Russian names sound quite different. Those tulips were given just English names. And the name "Africas Princes" is Latvian.


Zhirair, I’m going to ask my question again.

In the image of Tulipa ‘Black Beauty’ which you posted from a Russian source, I can read at the margin of the image the Russian name Тюльпан Блэк Бьюти, which transliterates as Tulipan Black Beauty.

This raises two questions from me.

1.   When this tulip is sold in countries which use the Cyrillic alphabet, is the name Тюльпан Блэк Бьюти used or is there a truly Russian name used? For instance, is Блэк Бьюти translated into true Russian?

2.   Does anyone know why the Russian word for tulip, Тюльпан, is spelled that way and not Тульпан?

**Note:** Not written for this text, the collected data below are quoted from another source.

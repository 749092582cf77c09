//! Lifecycle purges.
//!
//! Approval entries describe a record in a given state; when the host
//! transitions the record back to an initial state, the entries no
//! longer describe anything and must go. Which transitions qualify is
//! declared once per entity type as [`RegressionRule`]s, loadable from
//! a TOML document:
//!
//! ```toml
//! [models.document]
//! regressions = [{ field = "state", to = "draft" }]
//! ```

use serde::{Deserialize, Serialize};
use std::collections::{HashMap, HashSet};
use std::fmt;
use std::sync::{Arc, RwLock};
use studio_core::ModelName;
use studio_host::{Automation, RegressionRule};

use crate::entry::EntryStore;
use crate::error::{ApprovalError, ApprovalResult};

/// The qualifying transitions of one entity type.
#[derive(Debug, Clone, Default, PartialEq, Eq, Serialize, Deserialize)]
pub struct ModelLifecycle {
    /// Transitions that regress a record to an initial state.
    #[serde(default)]
    pub regressions: Vec<RegressionRule>,
}

/// Per-entity-type lifecycle declarations.
#[derive(Debug, Clone, Default, PartialEq, Eq, Serialize, Deserialize)]
pub struct LifecycleConfig {
    /// Declarations keyed by entity type name.
    #[serde(default)]
    pub models: HashMap<String, ModelLifecycle>,
}

impl LifecycleConfig {
    /// Parse a TOML lifecycle document.
    ///
    /// # Errors
    ///
    /// Returns a validation error for malformed TOML.
    pub fn from_toml_str(source: &str) -> ApprovalResult<Self> {
        toml::from_str(source).map_err(|e| ApprovalError::Validation {
            reason: format!("bad lifecycle config: {e}"),
        })
    }
}

/// Registers regression triggers with the host and purges entries
/// when they fire.
pub struct LifecycleHook {
    automation: Arc<dyn Automation>,
    entries: Arc<EntryStore>,
    registered: RwLock<HashSet<ModelName>>,
}

impl LifecycleHook {
    /// Create a hook over the host automation registry.
    #[must_use]
    pub fn new(automation: Arc<dyn Automation>, entries: Arc<EntryStore>) -> Self {
        Self {
            automation,
            entries,
            registered: RwLock::new(HashSet::new()),
        }
    }

    /// Register purge triggers for every entity type the config
    /// declares.
    ///
    /// # Errors
    ///
    /// Propagates host registration failures.
    pub fn register(&self, config: &LifecycleConfig) -> ApprovalResult<()> {
        for (name, lifecycle) in &config.models {
            if lifecycle.regressions.is_empty() {
                continue;
            }
            self.register_model(ModelName::from(name.as_str()), lifecycle.regressions.clone())?;
        }
        Ok(())
    }

    /// Register a purge trigger for one entity type.
    ///
    /// # Errors
    ///
    /// Propagates host registration failures.
    pub fn register_model(
        &self,
        model: ModelName,
        regressions: Vec<RegressionRule>,
    ) -> ApprovalResult<()> {
        let entries = Arc::clone(&self.entries);
        self.automation.register_regression(
            model.clone(),
            regressions,
            Arc::new(move |model, records| {
                for &record in records {
                    let purged = entries.purge_record(model, record);
                    if purged > 0 {
                        tracing::info!(%model, %record, purged, "entries purged on regression");
                    }
                }
            }),
        )?;
        if let Ok(mut registered) = self.registered.write() {
            registered.insert(model);
        }
        Ok(())
    }

    /// Remove every registered trigger.
    ///
    /// # Errors
    ///
    /// Propagates host failures.
    pub fn unregister(&self) -> ApprovalResult<()> {
        let models: Vec<ModelName> = self
            .registered
            .write()
            .map_err(|e| ApprovalError::Storage(e.to_string()))?
            .drain()
            .collect();
        for model in models {
            self.automation.unregister_regression(&model)?;
        }
        Ok(())
    }

    /// Entity types with a live trigger.
    #[must_use]
    pub fn registered_models(&self) -> Vec<ModelName> {
        self.registered
            .read()
            .map(|r| r.iter().cloned().collect())
            .unwrap_or_default()
    }
}

impl fmt::Debug for LifecycleHook {
    fn fmt(&self, f: &mut fmt::Formatter<'_>) -> fmt::Result {
        f.debug_struct("LifecycleHook")
            .field("registered", &self.registered_models())
            .finish_non_exhaustive()
    }
}
//! Activity scheduling — the host's task/reminder objects.

use serde::{Deserialize, Serialize};
use std::fmt;
use studio_core::{RecordRef, UserId};
use uuid::Uuid;

use crate::error::HostResult;

/// Activity type used for approval asks.
pub const GRANT_APPROVAL: &str = "grant_approval";

/// Opaque handle to a scheduled host activity.
#[derive(Debug, Clone, Copy, PartialEq, Eq, Hash, Serialize, Deserialize)]
pub struct ActivityHandle(pub Uuid);

impl ActivityHandle {
    /// Create a new random handle.
    #[must_use]
    pub fn new() -> Self {
        Self(Uuid::new_v4())
    }
}

impl Default for ActivityHandle {
    fn default() -> Self {
        Self::new()
    }
}

impl fmt::Display for ActivityHandle {
    fn fmt(&self, f: &mut fmt::Formatter<'_>) -> fmt::Result {
        write!(f, "activity:{}", &self.0.to_string()[..8])
    }
}

/// What to schedule.
#[derive(Debug, Clone, PartialEq, Eq, Serialize, Deserialize)]
pub struct ActivityRequest {
    /// Activity type (for approval asks, [`GRANT_APPROVAL`]).
    pub kind: String,
    /// The user the activity is assigned to.
    pub user: UserId,
    /// The record the activity is attached to.
    pub record: RecordRef,
    /// Short human-readable summary.
    pub summary: String,
}

impl ActivityRequest {
    /// Create a grant-approval activity request.
    #[must_use]
    pub fn grant_approval(user: UserId, record: RecordRef, summary: impl Into<String>) -> Self {
        Self {
            kind: GRANT_APPROVAL.to_string(),
            user,
            record,
            summary: summary.into(),
        }
    }
}

/// Host-provided activity store.
pub trait ActivityScheduler: Send + Sync {
    /// Schedule an activity, returning its handle.
    ///
    /// # Errors
    ///
    /// Returns an error if the activity cannot be created.
    fn schedule(&self, request: ActivityRequest) -> HostResult<ActivityHandle>;

    /// Cancel a previously scheduled activity. Cancelling an unknown
    /// handle is a no-op.
    ///
    /// # Errors
    ///
    /// Returns an error if the host activity store fails.
    fn cancel(&self, handle: &ActivityHandle) -> HostResult<()>;
}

It is curious: in English, the word tulip is often pronounced tyoulip (what I’m trying to indicate here is that the vowel u is pronounced as a semivowel, like, for instance, ju in German, or the sound you in English). But the word Tulipa as a New Latin word uses the pure vowel u. Does anyone know what the vowel sound is in Turkish? Is it a pure u vowel sound or is it the semivowel sound? Did the word Тюльпан come into Russian directly from Turkish? Or did it come from English usage? It seems unlikely that it came into English from Russian.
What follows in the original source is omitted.